▶ [Exercise]
Copy every record exactly. Nothing may be skipped.

Stored data entries:
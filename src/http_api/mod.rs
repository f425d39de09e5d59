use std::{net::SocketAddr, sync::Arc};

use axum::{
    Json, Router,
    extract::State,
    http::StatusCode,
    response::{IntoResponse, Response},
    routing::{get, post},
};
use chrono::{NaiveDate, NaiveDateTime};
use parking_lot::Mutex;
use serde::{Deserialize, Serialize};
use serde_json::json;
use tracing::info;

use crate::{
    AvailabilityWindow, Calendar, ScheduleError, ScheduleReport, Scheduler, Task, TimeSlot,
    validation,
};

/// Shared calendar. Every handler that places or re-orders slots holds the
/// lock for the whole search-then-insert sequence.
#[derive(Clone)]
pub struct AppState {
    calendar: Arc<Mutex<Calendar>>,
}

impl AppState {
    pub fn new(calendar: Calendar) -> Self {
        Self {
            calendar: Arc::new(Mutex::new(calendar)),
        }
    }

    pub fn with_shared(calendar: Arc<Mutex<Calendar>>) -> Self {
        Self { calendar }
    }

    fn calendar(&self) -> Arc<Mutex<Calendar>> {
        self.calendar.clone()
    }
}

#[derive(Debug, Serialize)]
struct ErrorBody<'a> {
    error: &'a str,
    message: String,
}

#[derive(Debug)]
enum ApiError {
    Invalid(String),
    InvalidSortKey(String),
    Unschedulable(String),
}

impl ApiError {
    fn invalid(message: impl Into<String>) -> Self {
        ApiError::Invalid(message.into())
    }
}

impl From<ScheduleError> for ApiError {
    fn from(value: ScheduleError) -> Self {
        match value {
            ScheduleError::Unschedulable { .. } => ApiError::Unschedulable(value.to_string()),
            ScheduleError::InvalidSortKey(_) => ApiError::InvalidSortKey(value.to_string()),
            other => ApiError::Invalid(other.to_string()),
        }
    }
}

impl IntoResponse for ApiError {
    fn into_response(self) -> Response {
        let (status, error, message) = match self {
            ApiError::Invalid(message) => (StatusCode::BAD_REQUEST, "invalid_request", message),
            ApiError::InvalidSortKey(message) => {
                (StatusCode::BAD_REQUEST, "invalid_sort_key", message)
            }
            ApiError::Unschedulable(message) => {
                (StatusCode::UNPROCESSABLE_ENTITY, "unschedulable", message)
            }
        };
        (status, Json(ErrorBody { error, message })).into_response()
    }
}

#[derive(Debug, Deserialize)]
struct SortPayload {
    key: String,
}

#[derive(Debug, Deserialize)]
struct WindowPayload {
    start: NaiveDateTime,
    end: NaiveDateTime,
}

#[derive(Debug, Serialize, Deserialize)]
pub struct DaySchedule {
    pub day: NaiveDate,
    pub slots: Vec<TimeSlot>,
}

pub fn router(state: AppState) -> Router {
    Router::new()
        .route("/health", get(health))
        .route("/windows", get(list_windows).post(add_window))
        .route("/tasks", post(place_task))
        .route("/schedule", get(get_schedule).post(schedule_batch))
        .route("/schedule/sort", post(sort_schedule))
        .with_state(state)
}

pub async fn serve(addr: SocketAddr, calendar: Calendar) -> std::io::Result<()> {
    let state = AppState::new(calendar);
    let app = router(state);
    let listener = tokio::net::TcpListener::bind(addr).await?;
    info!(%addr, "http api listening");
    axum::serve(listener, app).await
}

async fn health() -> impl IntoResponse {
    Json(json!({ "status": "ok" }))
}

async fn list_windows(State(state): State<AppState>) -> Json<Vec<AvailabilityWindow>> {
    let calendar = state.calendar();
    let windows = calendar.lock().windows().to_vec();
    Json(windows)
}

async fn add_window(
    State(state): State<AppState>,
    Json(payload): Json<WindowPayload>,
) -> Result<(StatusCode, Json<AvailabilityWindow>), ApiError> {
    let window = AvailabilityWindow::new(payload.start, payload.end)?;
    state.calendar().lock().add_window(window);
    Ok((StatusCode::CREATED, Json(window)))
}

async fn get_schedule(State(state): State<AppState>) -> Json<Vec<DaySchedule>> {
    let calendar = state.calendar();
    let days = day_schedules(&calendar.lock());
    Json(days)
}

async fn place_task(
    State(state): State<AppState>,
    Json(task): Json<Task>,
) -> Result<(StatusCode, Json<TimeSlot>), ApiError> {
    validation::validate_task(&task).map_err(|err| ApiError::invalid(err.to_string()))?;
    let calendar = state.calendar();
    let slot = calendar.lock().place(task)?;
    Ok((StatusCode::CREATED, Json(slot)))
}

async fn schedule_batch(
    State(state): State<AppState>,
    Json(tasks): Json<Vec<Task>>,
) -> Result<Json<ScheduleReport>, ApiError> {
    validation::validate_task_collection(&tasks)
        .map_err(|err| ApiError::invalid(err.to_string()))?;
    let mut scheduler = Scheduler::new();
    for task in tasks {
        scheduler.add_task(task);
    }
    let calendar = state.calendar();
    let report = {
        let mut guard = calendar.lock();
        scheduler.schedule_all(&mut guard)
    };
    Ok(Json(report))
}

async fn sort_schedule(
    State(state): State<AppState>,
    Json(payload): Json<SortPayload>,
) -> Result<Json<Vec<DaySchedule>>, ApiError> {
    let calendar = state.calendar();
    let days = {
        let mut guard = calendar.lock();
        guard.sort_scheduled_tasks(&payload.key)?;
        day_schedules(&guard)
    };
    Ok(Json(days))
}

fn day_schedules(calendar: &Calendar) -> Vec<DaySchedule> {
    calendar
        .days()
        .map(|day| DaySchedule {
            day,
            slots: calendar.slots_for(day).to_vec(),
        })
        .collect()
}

▶ [Task output]
filename src/http_api/mod.rs
repository f425d39de09e5d59
use std::{net::SocketAddr, sync::Arc};

use axum::{
    Json, Router,
    extract::State,
    http::StatusCode,
    response::{IntoResponse, Response},
    routing::{get, post},
};
use chrono::{NaiveDate, NaiveDateTime};
use parking_lot::Mutex;
use serde::{Deserialize, Serialize};
use serde_json::json;
use tracing::info;

use crate::{
    AvailabilityWindow, Calendar, ScheduleError, ScheduleReport, Scheduler, Task, TimeSlot,
    validation,
};

/// Shared calendar. Every handler that places or re-orders slots holds the
/// lock for the whole search-then-insert sequence.
#[derive(Clone)]
pub struct AppState {
    calendar: Arc<Mutex<Calendar>>,
}

impl AppState {
    pub fn new(calendar: Calendar) -> Self {
        Self {
            calendar: Arc::new(Mutex::new(calendar)),
        }
    }

    pub fn with_shared(calendar: Arc<Mutex<Calendar>>) -> Self {
        Self { calendar }
    }

    fn calendar(&self) -> Arc<Mutex<Calendar>> {
        self.calendar.clone()
    }
}

#[derive(Debug, Serialize)]
struct ErrorBody<'a> {
    error: &'a str,
    message: String,
}

#[derive(Debug)]
enum ApiError {
    Invalid(String),
    InvalidSortKey(String),
    Unschedulable(String),
}

impl ApiError {
    fn invalid(message: impl Into<String>) -> Self {
        ApiError::Invalid(message.into())
    }
}

impl From<ScheduleError> for ApiError {
    fn from(value: ScheduleError) -> Self {
        match value {
            ScheduleError::Unschedulable { .. } => ApiError::Unschedulable(value.to_string()),
            ScheduleError::InvalidSortKey(_) => ApiError::InvalidSortKey(value.to_string()),
            other => ApiError::Invalid(other.to_string()),
        }
    }
}

impl IntoResponse for ApiError {
    fn into_response(self) -> Response {
        let (status, error, message) = match self {
            ApiError::Invalid(message) => (StatusCode::BAD_REQUEST, "invalid_request", message),
            ApiError::InvalidSortKey(message) => {
                (StatusCode::BAD_REQUEST, "invalid_sort_key", message)
            }
            ApiError::Unschedulable(message) => {
                (StatusCode::UNPROCESSABLE_ENTITY, "unschedulable", message)
            }
        };
        (status, Json(ErrorBody { error, message })).into_response()
    }
}

#[derive(Debug, Deserialize)]
struct SortPayload {
    key: String,
}

#[derive(Debug, Deserialize)]
struct WindowPayload {
    start: NaiveDateTime,
    end: NaiveDateTime,
}

#[derive(Debug, Serialize, Deserialize)]
pub struct DaySchedule {
    pub day: NaiveDate,
    pub slots: Vec<TimeSlot>,
}

pub fn router(state: AppState) -> Router {
    Router::new()
        .route("/health", get(health))
        .route("/windows", get(list_windows).post(add_window))
        .route("/tasks", post(place_task))
        .route("/schedule", get(get_schedule).post(schedule_batch))
        .route("/schedule/sort", post(sort_schedule))
        .with_state(state)
}

pub async fn serve(addr: SocketAddr, calendar: Calendar) -> std::io::Result<()> {
    let state = AppState::new(calendar);
    let app = router(state);
    let listener = tokio::net::TcpListener::bind(addr).await?;
    info!(%addr, "http api listening");
    axum::serve(listener, app).await
}

async fn health() -> impl IntoResponse {
    Json(json!({ "status": "ok" }))
}

async fn list_windows(State(state): State<AppState>) -> Json<Vec<AvailabilityWindow>> {
    let calendar = state.calendar();
    let windows = calendar.lock().windows().to_vec();
    Json(windows)
}

async fn add_window(
    State(state): State<AppState>,
    Json(payload): Json<WindowPayload>,
) -> Result<(StatusCode, Json<AvailabilityWindow>), ApiError> {
    let window = AvailabilityWindow::new(payload.start, payload.end)?;
    state.calendar().lock().add_window(window);
    Ok((StatusCode::CREATED, Json(window)))
}

async fn get_schedule(State(state): State<AppState>) -> Json<Vec<DaySchedule>> {
    let calendar = state.calendar();
    let days = day_schedules(&calendar.lock());
    Json(days)
}

async fn place_task(
    State(state): State<AppState>,
    Json(task): Json<Task>,
) -> Result<(StatusCode, Json<TimeSlot>), ApiError> {
    validation::validate_task(&task).map_err(|err| ApiError::invalid(err.to_string()))?;
    let calendar = state.calendar();
    let slot = calendar.lock().place(task)?;
    Ok((StatusCode::CREATED, Json(slot)))
}

async fn schedule_batch(
    State(state): State<AppState>,
    Json(tasks): Json<Vec<Task>>,
) -> Result<Json<ScheduleReport>, ApiError> {
    validation::validate_task_collection(&tasks)
        .map_err(|err| ApiError::invalid(err.to_string()))?;
    let mut scheduler = Scheduler::new();
    for task in tasks {
        scheduler.add_task(task);
    }
    let calendar = state.calendar();
    let report = {
        let mut guard = calendar.lock();
        scheduler.schedule_all(&mut guard)
    };
    Ok(Json(report))
}

async fn sort_schedule(
    State(state): State<AppState>,
    Json(payload): Json<SortPayload>,
) -> Result<Json<Vec<DaySchedule>>, ApiError> {
    let calendar = state.calendar();
    let days = {
        let mut guard = calendar.lock();
        guard.sort_scheduled_tasks(&payload.key)?;
        day_schedules(&guard)
    };
    Ok(Json(days))
}

fn day_schedules(calendar: &Calendar) -> Vec<DaySchedule> {
    calendar
        .days()
        .map(|day| DaySchedule {
            day,
            slots: calendar.slots_for(day).to_vec(),
        })
        .collect()
}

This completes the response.